*EXERCISE*. Whenever the word "filename" turns up in a line of the data below, copy that line.

▼▼▼

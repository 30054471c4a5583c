use chrono::{DateTime, Utc};

use crate::gateway::GatewayError;
use crate::payload::{PayloadRejection, ScannedIdentity};
use crate::tokens::{IssuedToken, TokenView};

/// Where the check-in flow currently stands.
#[derive(Clone, Debug, PartialEq)]
pub enum SessionState {
    /// Waiting for a valid code.
    Idle,
    Scanned {
        identity: ScannedIdentity,
    },
    /// Listing tokens to see whether this facility already issued one.
    CheckingExisting {
        identity: ScannedIdentity,
    },
    ShowingExistingToken {
        identity: ScannedIdentity,
        token: IssuedToken,
    },
    AwaitingConsent {
        identity: ScannedIdentity,
        /// Failure of the previous attempt, if any.
        last_error: Option<GatewayError>,
    },
    Submitting {
        identity: ScannedIdentity,
    },
    /// Share accepted; waiting for the counter to issue a token.
    Polling {
        identity: ScannedIdentity,
    },
    ShowingNewToken {
        identity: ScannedIdentity,
        token: IssuedToken,
    },
}

impl SessionState {
    pub fn name(&self) -> &'static str {
        match self {
            SessionState::Idle => "idle",
            SessionState::Scanned { .. } => "scanned",
            SessionState::CheckingExisting { .. } => "checking-existing",
            SessionState::ShowingExistingToken { .. } => "showing-existing-token",
            SessionState::AwaitingConsent { .. } => "awaiting-consent",
            SessionState::Submitting { .. } => "submitting",
            SessionState::Polling { .. } => "polling",
            SessionState::ShowingNewToken { .. } => "showing-new-token",
        }
    }

    pub fn identity(&self) -> Option<&ScannedIdentity> {
        match self {
            SessionState::Idle => None,
            SessionState::Scanned { identity }
            | SessionState::CheckingExisting { identity }
            | SessionState::ShowingExistingToken { identity, .. }
            | SessionState::AwaitingConsent { identity, .. }
            | SessionState::Submitting { identity }
            | SessionState::Polling { identity }
            | SessionState::ShowingNewToken { identity, .. } => Some(identity),
        }
    }

    pub fn selected_token(&self) -> Option<&IssuedToken> {
        match self {
            SessionState::ShowingExistingToken { token, .. }
            | SessionState::ShowingNewToken { token, .. } => Some(token),
            _ => None,
        }
    }

    pub fn selected_token_view(&self, now: DateTime<Utc>) -> Option<TokenView> {
        self.selected_token()
            .map(|token| TokenView::compute(token, now))
    }

    pub fn last_error(&self) -> Option<&GatewayError> {
        match self {
            SessionState::AwaitingConsent { last_error, .. } => last_error.as_ref(),
            _ => None,
        }
    }

    pub fn dialog(&self) -> Dialog {
        match self {
            SessionState::AwaitingConsent { .. }
            | SessionState::Submitting { .. }
            | SessionState::Polling { .. } => Dialog::Consent,
            SessionState::ShowingExistingToken { .. } | SessionState::ShowingNewToken { .. } => {
                Dialog::Token
            }
            _ => Dialog::None,
        }
    }

    /// The "I agree" button is only live while a prompt waits for an answer.
    pub fn confirm_enabled(&self) -> bool {
        matches!(self, SessionState::AwaitingConsent { .. })
    }

    /// The prompt shows "Waiting for token..." instead of the confirm label.
    pub fn is_waiting_for_token(&self) -> bool {
        matches!(
            self,
            SessionState::Submitting { .. } | SessionState::Polling { .. }
        )
    }
}

/// The single dialog on screen. Consent and token dialogs never show together.
#[derive(Clone, Copy, Debug, PartialEq, Eq)]
pub enum Dialog {
    None,
    Consent,
    Token,
}

#[derive(Clone, Debug, PartialEq)]
pub enum DecodeOutcome {
    /// The payload was a counter code; carries the state reached for it.
    Accepted(SessionState),
    /// Not a counter code; the session is unchanged.
    Rejected(PayloadRejection),
}

impl DecodeOutcome {
    pub fn is_accepted(&self) -> bool {
        matches!(self, DecodeOutcome::Accepted(_))
    }
}
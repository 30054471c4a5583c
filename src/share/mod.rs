//! The check-in flow: scan a counter code, reuse or request a token, and wait for it.

mod consent;
mod error;
mod logger;
mod page;
mod session;
mod settings;
mod state;

pub use consent::{ConsentRow, ConsentSummary, PatientProfile};
pub use error::{ScanShareError, ScanShareResult};
pub use page::ScanPage;
pub use session::ScanShareSession;
pub use settings::{
    ScanShareSettings, ScanShareSettingsUpdate, DEFAULT_COUNTDOWN_TICK_MILLIS,
    DEFAULT_GEOLOCATION_TIMEOUT_MILLIS, DEFAULT_POLL_INTERVAL_MILLIS, DEFAULT_RECENT_TOKEN_LIMIT,
};
pub use state::{DecodeOutcome, Dialog, SessionState};
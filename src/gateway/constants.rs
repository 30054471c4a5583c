pub const DEFAULT_SHARE_PROFILE_PATH: &str = "api/v1/gateway/share-profile";
pub const DEFAULT_LIST_TOKENS_PATH: &str = "api/v1/gateway/share-profile/tokens";
/// `{provider_id}` is substituted with the percent-encoded facility id.
pub const DEFAULT_PROVIDER_PATH: &str = "api/v1/gateway/providers/{provider_id}";
pub const DEFAULT_REQUEST_TIMEOUT_MS: u64 = 30_000;
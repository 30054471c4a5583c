pub mod browser;
pub mod cancel;
pub mod runtime;
pub mod time;
pub mod token;
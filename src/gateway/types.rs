use serde::{Deserialize, Serialize};
use serde_json::Value as JsonValue;

use crate::geolocation::Coordinates;
use crate::payload::ScannedIdentity;

/// Body of the profile-share call that notifies a facility counter.
#[derive(Clone, Debug, PartialEq, Serialize, Deserialize)]
pub struct ShareRequest {
    #[serde(rename = "hip_id")]
    pub facility_id: String,
    /// Counter id; the backend calls this field `context`.
    #[serde(rename = "context")]
    pub counter_id: String,
    #[serde(default, skip_serializing_if = "Option::is_none")]
    pub hpr_id: Option<String>,
    #[serde(default, skip_serializing_if = "Option::is_none")]
    pub latitude: Option<f64>,
    #[serde(default, skip_serializing_if = "Option::is_none")]
    pub longitude: Option<f64>,
}

impl ShareRequest {
    pub fn new(identity: &ScannedIdentity, coordinates: Option<Coordinates>) -> Self {
        Self {
            facility_id: identity.facility_id().to_owned(),
            counter_id: identity.counter_id().to_owned(),
            hpr_id: None,
            latitude: coordinates.map(|c| c.latitude),
            longitude: coordinates.map(|c| c.longitude),
        }
    }
}

/// Opaque acknowledgement returned by a successful share.
#[derive(Clone, Debug, Default, PartialEq, Serialize, Deserialize)]
#[serde(transparent)]
pub struct ShareAck(pub JsonValue);

#[derive(Clone, Debug, PartialEq, Eq, Serialize, Deserialize)]
pub struct ProviderIdentifier {
    pub name: String,
    pub id: String,
}

/// Facility directory entry.
#[derive(Clone, Debug, PartialEq, Eq, Serialize, Deserialize)]
#[serde(rename_all = "camelCase")]
pub struct Provider {
    pub identifier: ProviderIdentifier,
    #[serde(default)]
    pub facility_type: Vec<String>,
    #[serde(default)]
    pub is_govt_entity: bool,
}
use std::future::Future;
use std::time::Duration;

use futures::future::{select, Either};
use futures::pin_mut;

use crate::platform::cancel::CancellationToken;

/// Spawns a background task on the browser event loop.
#[cfg(target_arch = "wasm32")]
pub fn spawn_detached<F>(future: F)
where
    F: Future<Output = ()> + 'static,
{
    wasm_bindgen_futures::spawn_local(future);
}

/// Spawns a background task on the ambient tokio runtime, falling back to a shared
/// current-thread runtime when called outside of one.
#[cfg(not(target_arch = "wasm32"))]
pub fn spawn_detached<F>(future: F)
where
    F: Future<Output = ()> + Send + 'static,
{
    use std::sync::LazyLock;
    use tokio::runtime::{Builder, Handle, Runtime};

    static BACKGROUND_RUNTIME: LazyLock<Runtime> = LazyLock::new(|| {
        Builder::new_current_thread()
            .enable_all()
            .build()
            .expect("failed to build background tokio runtime")
    });

    if let Ok(handle) = Handle::try_current() {
        handle.spawn(future);
    } else {
        let _ = BACKGROUND_RUNTIME.spawn(future);
    }
}

/// Asynchronously waits for the provided duration in a platform-compatible way.
pub async fn sleep(duration: Duration) {
    if duration.is_zero() {
        return;
    }

    sleep_impl(duration).await;
}

#[cfg(target_arch = "wasm32")]
async fn sleep_impl(duration: Duration) {
    gloo_timers::future::sleep(duration).await;
}

#[cfg(not(target_arch = "wasm32"))]
async fn sleep_impl(duration: Duration) {
    tokio::time::sleep(duration).await;
}

/// Sleeps for `duration` unless `cancel` fires first.
///
/// Returns `true` when the full duration elapsed and `false` when the wait was cut short.
pub async fn sleep_unless_cancelled(duration: Duration, cancel: &CancellationToken) -> bool {
    if cancel.is_cancelled() {
        return false;
    }
    until_cancelled(sleep(duration), cancel).await.is_some()
}

/// Drives `future` to completion unless `cancel` fires first, in which case the future is
/// dropped and `None` is returned.
pub async fn until_cancelled<F>(future: F, cancel: &CancellationToken) -> Option<F::Output>
where
    F: Future,
{
    if cancel.is_cancelled() {
        return None;
    }

    let cancelled = cancel.cancelled();
    pin_mut!(future);
    pin_mut!(cancelled);

    match select(future, cancelled).await {
        Either::Left((output, _)) => Some(output),
        Either::Right(((), _)) => None,
    }
}

/// Awaits `future` for at most `limit`. `None` means the limit elapsed first.
pub async fn with_timeout<F>(future: F, limit: Duration) -> Option<F::Output>
where
    F: Future,
{
    let timer = sleep(limit);
    pin_mut!(future);
    pin_mut!(timer);

    match select(future, timer).await {
        Either::Left((output, _)) => Some(output),
        Either::Right(((), _)) => None,
    }
}
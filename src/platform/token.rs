use std::error::Error;
use std::fmt;
use std::sync::Arc;

use async_trait::async_trait;

/// Error returned by access token providers when the session layer cannot supply a credential.
#[derive(Debug, Clone)]
pub struct TokenError {
    message: String,
}

impl TokenError {
    pub fn new(message: impl Into<String>) -> Self {
        Self {
            message: message.into(),
        }
    }

    pub fn from_error(err: impl Error) -> Self {
        Self::new(err.to_string())
    }
}

impl fmt::Display for TokenError {
    fn fmt(&self, f: &mut fmt::Formatter<'_>) -> fmt::Result {
        write!(f, "{}", self.message)
    }
}

impl Error for TokenError {}

/// Seam through which the (external) session layer hands bearer tokens to the gateway.
///
/// `Ok(None)` means "no signed-in user"; requests are then sent without credentials.
#[cfg_attr(not(target_arch = "wasm32"), async_trait)]
#[cfg_attr(target_arch = "wasm32", async_trait(?Send))]
pub trait AccessTokenProvider: Send + Sync {
    async fn access_token(&self) -> Result<Option<String>, TokenError>;
}

/// Provider returning a fixed token, for service accounts and tests.
#[derive(Clone, Debug)]
pub struct StaticAccessToken(Arc<str>);

impl StaticAccessToken {
    pub fn new(token: impl Into<String>) -> Self {
        Self(Arc::from(token.into().into_boxed_str()))
    }
}

#[cfg_attr(not(target_arch = "wasm32"), async_trait)]
#[cfg_attr(target_arch = "wasm32", async_trait(?Send))]
impl AccessTokenProvider for StaticAccessToken {
    async fn access_token(&self) -> Result<Option<String>, TokenError> {
        if self.0.is_empty() {
            Ok(None)
        } else {
            Ok(Some(self.0.to_string()))
        }
    }
}
//! Camera capture and QR decoding.
//!
//! [`CaptureLoop`] drives a [`CameraDevice`] and a [`BarcodeDetector`] frame by frame until a
//! code is decoded or the scan is cancelled. Browser implementations of the device traits live
//! behind the `wasm-web` feature.

mod capture;
mod constants;
mod device;
mod error;
mod logger;
mod types;

#[cfg(all(feature = "wasm-web", target_arch = "wasm32"))]
mod web;

pub use capture::CaptureLoop;
pub use constants::{NATIVE_FRAME_INTERVAL, QR_CODE_FORMAT};
pub use device::{
    BarcodeDetector, CameraDevice, DetectorFactory, FrameClock, IntervalFrameClock,
    NoBarcodeDetection, VideoStream,
};
pub use error::{
    detection_error, device_unavailable, internal_error, permission_denied, ScannerError,
    ScannerErrorCode, ScannerResult,
};
pub use types::{
    BarcodeFormat, CaptureOutcome, CaptureStatus, DecoderAvailability, DetectedBarcode,
    FacingMode, FrameBuffer, MediaConstraints,
};

#[cfg(all(feature = "wasm-web", target_arch = "wasm32"))]
pub use web::{AnimationFrameClock, WebBarcodeDetectorFactory, WebCamera};
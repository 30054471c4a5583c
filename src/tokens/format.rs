/// Formats a countdown for display.
///
/// Inactive tokens render as `"Expired"`. Otherwise the two most significant units are
/// shown: `"1h 2m"` from one hour up, `"2m 5s"` from one minute up, else `"9s"`.
pub fn format_remaining(remaining_seconds: i64, is_active: bool) -> String {
    if !is_active {
        return "Expired".to_string();
    }

    let remaining = remaining_seconds.max(0);
    let hours = remaining / 3600;
    let minutes = (remaining % 3600) / 60;
    let seconds = remaining % 60;

    if hours > 0 {
        format!("{hours}h {minutes}m")
    } else if minutes > 0 {
        format!("{minutes}m {seconds}s")
    } else {
        format!("{seconds}s")
    }
}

▲▲▲

*ANSWER BOX*.
filename src/share/mod.rs
filename src/gateway/constants.rs
filename src/gateway/types.rs
filename src/platform/token.rs
filename src/tokens/format.rs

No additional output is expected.